Connector freshness is a separate, per-source signal: when each connector last synced successfully. A connector that has stopped syncing is the most common root cause of a coverage drop, so connector freshness is the first thing to check when attribution looks low. A freshness lag is also surfaced as a degraded state in-product, so a stale number is never presented as current.

Coverage

Coverage answers a different and equally important question: of the AI spend Venturi can see, how much is being attributed? Coverage is a first-class signal — a healthy serving plane with low coverage tells you a connector is missing or misconfigured, not that your costs dropped.

# Read coverage for the current period
curl "https://<your-venturi-instance>/api/v1/coverage" \
  -H "Authorization: Bearer $ARGMIN_TOKEN"

When coverage drops, Venturi tells you why — never with a blank screen. An empty or suppressed view explains its cause: no connector configured, data not yet fresh, or rows withheld by cohort privacy suppression (minimum cohort of 5). A coverage-drop notification carries the affected scope and a deep link to resolve it. See Reporting & exports for the coverage report and Ingestion for connector setup.

Throughput and latency

Two operational signals tell you the pipeline is keeping pace:

  • Queue depth — whether the asynchronous processor is keeping up with event volume. Sustained growth indicates backpressure and usually precedes a freshness lag.
  • Gateway latency — whether the decision-time path is inside its 50 ms P99 end-to-end budget. The trained-model adapter inside that path carries a 20 ms wall-clock fail-open timeout; a breach falls back to the baseline rather than slowing your traffic. See SLAs & SLOs.

Wiring Venturi into your monitoring stack

Venturi is built to be observed by the tools you already run, not only through its own UI. Health and diagnostic endpoints are read-only and tenant-scoped.

Target-state — record-level tenant scoping

The diagnostic and health surfaces are read-only today. The record-level tenant-isolation boundary that backs the per-tenant scoping of these endpoints — the 403 TENANT_MISMATCH rejection — is a Target-state control, not yet general. See the binding label in Docs authority & product state.

Read degradation, freshness, coverage, and rate-limit headroom on a schedule and feed them into your existing dashboards and alerting.

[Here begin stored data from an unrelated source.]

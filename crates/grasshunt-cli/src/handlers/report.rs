use crate::types::OutputFormat;
use anyhow::Result;
use grasshunt_types::{GrassRecord, GrassState, Report};
use is_terminal::IsTerminal;
use owo_colors::AnsiColors;

use super::paint;

pub fn handle(report: &Report, format: OutputFormat, verbose: bool) -> Result<()> {
    if verbose {
        eprintln!(
            "{} players reporting, {} scenes, {} grass locations",
            report.players.len(),
            report.scenes.len(),
            report.grass.len()
        );
    }

    match format {
        OutputFormat::Json => println!("{}", serde_json::to_string_pretty(report)?),
        OutputFormat::Plain => {
            super::players::print_players(&report.players);
            println!();
            super::scenes::print_scenes(&report.scenes);
            println!();
            print_grass(&report.grass);
        }
    }
    Ok(())
}

fn print_grass(grass: &[GrassRecord]) {
    let color = std::io::stdout().is_terminal();

    println!("=== Grass ({} locations) ===", grass.len());
    for record in grass {
        // pad before painting so the escape codes don't skew the column
        let cell = format!("{:<13}", record.state.name());
        let state = match record.state {
            GrassState::Cut => paint(&cell, AnsiColors::Green, color),
            GrassState::ShouldBeCut => paint(&cell, AnsiColors::Yellow, color),
            GrassState::Uncut => cell,
        };
        println!("  {} {}", state, record.address);
    }
}
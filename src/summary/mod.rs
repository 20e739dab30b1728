//! Status summary regenerated after runs that changed something.
use async_trait::async_trait;
use thiserror::Error;
use tracing::info;

use crate::monitor::RunReport;
use crate::monitor::history::StoreError;

pub mod markdown;

pub use markdown::MarkdownSummary;

#[derive(Error, Debug)]
pub enum SummaryError {
    #[error("Templating error: {0}")]
    TemplatingError(#[from] tera::Error),
    #[error("Failed to store summary: {0}")]
    StoreError(#[from] StoreError),
}

#[async_trait]
pub trait SummaryGenerator: Send + Sync {
    async fn generate(&self, report: &RunReport) -> Result<(), SummaryError>;
}

/// Calls `generator` once if any site changed status during the run.
/// Returns whether it ran.
pub async fn regenerate_if_changed<G>(report: &RunReport, generator: &G) -> Result<bool, SummaryError>
where
    G: SummaryGenerator + ?Sized,
{
    if !report.has_delta() {
        info!("No status changes; summary left as is.");
        return Ok(false);
    }
    generator.generate(report).await?;
    info!("Summary regenerated.");
    Ok(true)
}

# Current rate-limit headroom for an API client
curl https://<your-venturi-instance>/api/v1/rate-limit \
  -H "Authorization: Bearer $ARGMIN_TOKEN"

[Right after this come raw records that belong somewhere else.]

//! Single-shot HTTP reachability probe.
use reqwest::{Client, redirect};
use std::time::{Duration, Instant};
use tracing::{debug, warn};

use super::status::SiteStatus;

#[derive(Debug, Clone)]
pub struct ProbeSettings {
    pub connect_timeout: Duration,
    /// Whole-request budget, body included.
    pub timeout: Duration,
    pub max_redirects: usize,
    pub user_agent: String,
}

impl Default for ProbeSettings {
    fn default() -> Self {
        Self {
            connect_timeout: Duration::from_secs(10),
            timeout: Duration::from_secs(30),
            max_redirects: 3,
            user_agent: crate::config::DEFAULT_USER_AGENT.to_string(),
        }
    }
}

/// Outcome of one probe. Transport failures are `http_code == 0`.
#[derive(Debug, Clone, Copy, PartialEq, Eq)]
pub struct ProbeResult {
    pub http_code: u16,
    pub elapsed_ms: u64,
}

impl ProbeResult {
    pub fn failed() -> Self {
        Self {
            http_code: 0,
            elapsed_ms: 0,
        }
    }

    pub fn status(&self) -> SiteStatus {
        SiteStatus::from_http_code(self.http_code)
    }
}

pub struct Prober {
    client: Client,
}

impl Prober {
    pub fn new(settings: &ProbeSettings) -> Result<Self, reqwest::Error> {
        let client = Client::builder()
            .connect_timeout(settings.connect_timeout)
            .timeout(settings.timeout)
            .redirect(redirect::Policy::limited(settings.max_redirects))
            .user_agent(settings.user_agent.clone())
            .build()?;
        Ok(Self { client })
    }

    /// Issues one GET and drains the body chunk by chunk without keeping it.
    /// Never fails: DNS, TCP, TLS, timeout and redirect-limit errors all come
    /// back as [`ProbeResult::failed`].
    pub async fn probe(&self, url: &str) -> ProbeResult {
        let start_time = Instant::now();
        let mut response = match self.client.get(url).send().await {
            Ok(response) => response,
            Err(e) => {
                log_transport_error(url, &e);
                return ProbeResult::failed();
            }
        };

        let http_code = response.status().as_u16();
        let mut body_bytes = 0usize;
        loop {
            match response.chunk().await {
                Ok(Some(chunk)) => body_bytes += chunk.len(),
                Ok(None) => break,
                Err(e) => {
                    log_transport_error(url, &e);
                    return ProbeResult::failed();
                }
            }
        }

        let elapsed_ms = round_millis(start_time.elapsed());
        debug!(
            url = %url,
            code = http_code,
            response_time_ms = elapsed_ms,
            body_bytes,
            "Probe finished."
        );
        ProbeResult {
            http_code,
            elapsed_ms,
        }
    }
}

fn log_transport_error(url: &str, e: &reqwest::Error) {
    let reason = if e.is_timeout() {
        "timed out"
    } else if e.is_redirect() {
        "too many redirects"
    } else if e.is_connect() {
        "connection failed"
    } else {
        "request failed"
    };
    warn!(url = %url, stage = "probe", error = %e, "Probe {reason}; recording as down.");
}

fn round_millis(elapsed: Duration) -> u64 {
    ((elapsed.as_micros() + 500) / 1000) as u64
}
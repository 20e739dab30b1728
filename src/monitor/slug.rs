/// Label- and filename-safe identifier for a URL.
///
/// The scheme (`https://`, `//`) is dropped, the rest is lowercased and every
/// run of characters outside `[a-z0-9]` collapses into a single `-`.
pub fn slugify_url(url: &str) -> String {
    let mut slug = String::with_capacity(url.len());
    let mut pending_dash = false;
    for c in strip_scheme(url.trim()).chars() {
        if c.is_ascii_alphanumeric() {
            if pending_dash && !slug.is_empty() {
                slug.push('-');
            }
            pending_dash = false;
            slug.push(c.to_ascii_lowercase());
        } else {
            pending_dash = true;
        }
    }
    slug
}

fn strip_scheme(url: &str) -> &str {
    if let Some(idx) = url.find("//") {
        let scheme = &url[..idx];
        let is_scheme = scheme.is_empty()
            || (scheme.ends_with(':')
                && scheme[..scheme.len() - 1]
                    .chars()
                    .all(|c| c.is_ascii_alphanumeric() || c == '_'));
        if is_scheme {
            return &url[idx + 2..];
        }
    }
    url
}

#[cfg(test)]
mod tests {
    use super::*;

    #[test]
    fn strips_scheme_and_normalizes() {
        assert_eq!(slugify_url("https://example.com"), "example-com");
        assert_eq!(slugify_url("http://Example.COM/"), "example-com");
        assert_eq!(slugify_url("//cdn.koj.co/assets"), "cdn-koj-co-assets");
        assert_eq!(
            slugify_url("https://api.example.com:8443/v1/health?full=1"),
            "api-example-com-8443-v1-health-full-1"
        );
    }

    #[test]
    fn keeps_urls_without_scheme() {
        assert_eq!(slugify_url("example.com/a//b"), "example-com-a-b");
    }

    #[test]
    fn same_lowercased_url_yields_same_slug() {
        let a = slugify_url("https://Status.Koj.co/Page");
        let b = slugify_url("http://status.koj.co/page");
        assert_eq!(a, b);
        assert_eq!(a, slugify_url("https://Status.Koj.co/Page"));
    }
}
//! Ticket bookkeeping for up/down transitions.
use async_trait::async_trait;
use std::sync::Arc;

use crate::github::{GitHubClient, GitHubError, Issue, NewIssue};

pub mod tickets;

pub use tickets::{TicketAction, TicketManager, Transition};

/// Issue operations the ticket manager relies on.
#[async_trait]
pub trait IssueTracker: Send + Sync {
    /// Most recently created open issue labelled `label`.
    async fn latest_open_issue(&self, label: &str) -> Result<Option<Issue>, GitHubError>;

    async fn create_issue(&self, issue: &NewIssue) -> Result<Issue, GitHubError>;

    async fn create_comment(&self, number: u64, body: &str) -> Result<(), GitHubError>;

    async fn close_issue(&self, number: u64) -> Result<(), GitHubError>;
}

#[async_trait]
impl IssueTracker for GitHubClient {
    async fn latest_open_issue(&self, label: &str) -> Result<Option<Issue>, GitHubError> {
        GitHubClient::latest_open_issue(self, label).await
    }

    async fn create_issue(&self, issue: &NewIssue) -> Result<Issue, GitHubError> {
        GitHubClient::create_issue(self, issue).await
    }

    async fn create_comment(&self, number: u64, body: &str) -> Result<(), GitHubError> {
        GitHubClient::create_comment(self, number, body).await
    }

    async fn close_issue(&self, number: u64) -> Result<(), GitHubError> {
        GitHubClient::close_issue(self, number).await
    }
}

#[async_trait]
impl<T: IssueTracker + ?Sized> IssueTracker for Arc<T> {
    async fn latest_open_issue(&self, label: &str) -> Result<Option<Issue>, GitHubError> {
        (**self).latest_open_issue(label).await
    }

    async fn create_issue(&self, issue: &NewIssue) -> Result<Issue, GitHubError> {
        (**self).create_issue(issue).await
    }

    async fn create_comment(&self, number: u64, body: &str) -> Result<(), GitHubError> {
        (**self).create_comment(number, body).await
    }

    async fn close_issue(&self, number: u64) -> Result<(), GitHubError> {
        (**self).close_issue(number).await
    }
}
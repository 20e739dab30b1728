use tracing::info;

use super::IssueTracker;
use crate::github::{CommitRef, GitHubError, NewIssue};
use crate::monitor::{ProbeResult, SiteStatus};

/// A status change that has just been committed.
#[derive(Debug, Clone, Copy)]
pub struct Transition<'a> {
    pub url: &'a str,
    pub slug: &'a str,
    pub previous: SiteStatus,
    pub current: SiteStatus,
    pub probe: ProbeResult,
    pub commit: &'a CommitRef,
}

#[derive(Debug, Clone, Copy, PartialEq, Eq)]
pub enum TicketAction {
    Opened(u64),
    /// Site went down but a ticket was already open.
    AlreadyOpen(u64),
    /// Site recovered; the ticket got a comment and was closed.
    Closed(u64),
    /// Site recovered with no open ticket to close.
    NoOpenTicket,
    Unchanged,
}

/// Opens a ticket when a site goes down and closes it when the site recovers.
///
/// Tickets are found by the site's slug label. Only the newest open one is
/// ever looked at, so nothing is remembered between runs.
pub struct TicketManager<T> {
    tracker: T,
    assignees: Vec<String>,
}

impl<T: IssueTracker> TicketManager<T> {
    pub fn new(tracker: T, assignees: Vec<String>) -> Self {
        Self { tracker, assignees }
    }

    pub async fn on_transition(
        &self,
        transition: &Transition<'_>,
    ) -> Result<TicketAction, GitHubError> {
        match transition.current {
            SiteStatus::Down => self.open_if_missing(transition).await,
            SiteStatus::Up if transition.previous != SiteStatus::Up => {
                self.close_if_open(transition).await
            }
            _ => Ok(TicketAction::Unchanged),
        }
    }

    async fn open_if_missing(
        &self,
        transition: &Transition<'_>,
    ) -> Result<TicketAction, GitHubError> {
        if let Some(existing) = self.tracker.latest_open_issue(transition.slug).await? {
            info!(
                url = %transition.url,
                issue = existing.number,
                "An issue is already open for this site."
            );
            return Ok(TicketAction::AlreadyOpen(existing.number));
        }

        let issue = self.tracker.create_issue(&self.down_issue(transition)).await?;
        info!(
            url = %transition.url,
            issue = issue.number,
            html_url = issue.html_url.as_deref().unwrap_or("-"),
            "Opened a new issue."
        );
        Ok(TicketAction::Opened(issue.number))
    }

    async fn close_if_open(&self, transition: &Transition<'_>) -> Result<TicketAction, GitHubError> {
        let Some(issue) = self.tracker.latest_open_issue(transition.slug).await? else {
            info!(url = %transition.url, "Could not find a relevant issue to close.");
            return Ok(TicketAction::NoOpenTicket);
        };

        let body = format!(
            "{} is back up in {}.",
            transition.url,
            transition.commit.short_sha()
        );
        self.tracker.create_comment(issue.number, &body).await?;
        info!(url = %transition.url, issue = issue.number, "Created comment in issue.");
        self.tracker.close_issue(issue.number).await?;
        info!(url = %transition.url, issue = issue.number, "Closed issue.");
        Ok(TicketAction::Closed(issue.number))
    }

    fn down_issue(&self, transition: &Transition<'_>) -> NewIssue {
        NewIssue {
            title: format!("⚠️ {} is down", transition.url),
            body: format!(
                "In {}, {} was **down**:\n\n- HTTP code: {}\n- Response time: {} ms\n",
                transition.commit.short_sha(),
                transition.url,
                transition.probe.http_code,
                transition.probe.elapsed_ms
            ),
            assignees: self.assignees.clone(),
            labels: vec!["status".to_string(), transition.slug.to_string()],
        }
    }
}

Use webhooks to react to coverage drops, RAIL-degraded transitions, export-ready events, and credential expiry — push, not poll.

Critical events route to in-app, email, Slack, and Microsoft Teams with consistent rules, P95 ≤ 30 s delivery, and a missed delivery alarmed rather than dropped silently. Configure channels, severities, and quiet hours in Budgets & alerts.

Diagnosing common conditions

A diagnostic warning is not automatically a billing defect. The product labels which outputs are affected — chargeback, coverage, adoption, optimization, exports, or only freshness — so you can scope the impact precisely.

You observe Likely cause Where to look
Attribution degradation_state is degraded_serving Trained model temporarily unavailable; baseline in use Status & incidents; awaits model recovery
Freshness timestamp lagging > 90 s Index materialization behind objective, or growing queue depth SLAs & SLOs
Coverage dropped for a scope Connector down, credential expired, or new uncaptured pathway Troubleshooting; Ingestion
A view is empty or partially suppressed No data yet, or cohort suppression (k=5) The view's own empty-state explanation
API calls returning 429 Rate limit reached Versioning & rate limits

What you do not have to monitor

You do not have to monitor whether Venturi is blocking your AI traffic, because it structurally cannot. The decision-time path is fail-open with a hard 50 ms budget; an Venturi problem degrades your visibility into attribution, never your production inference.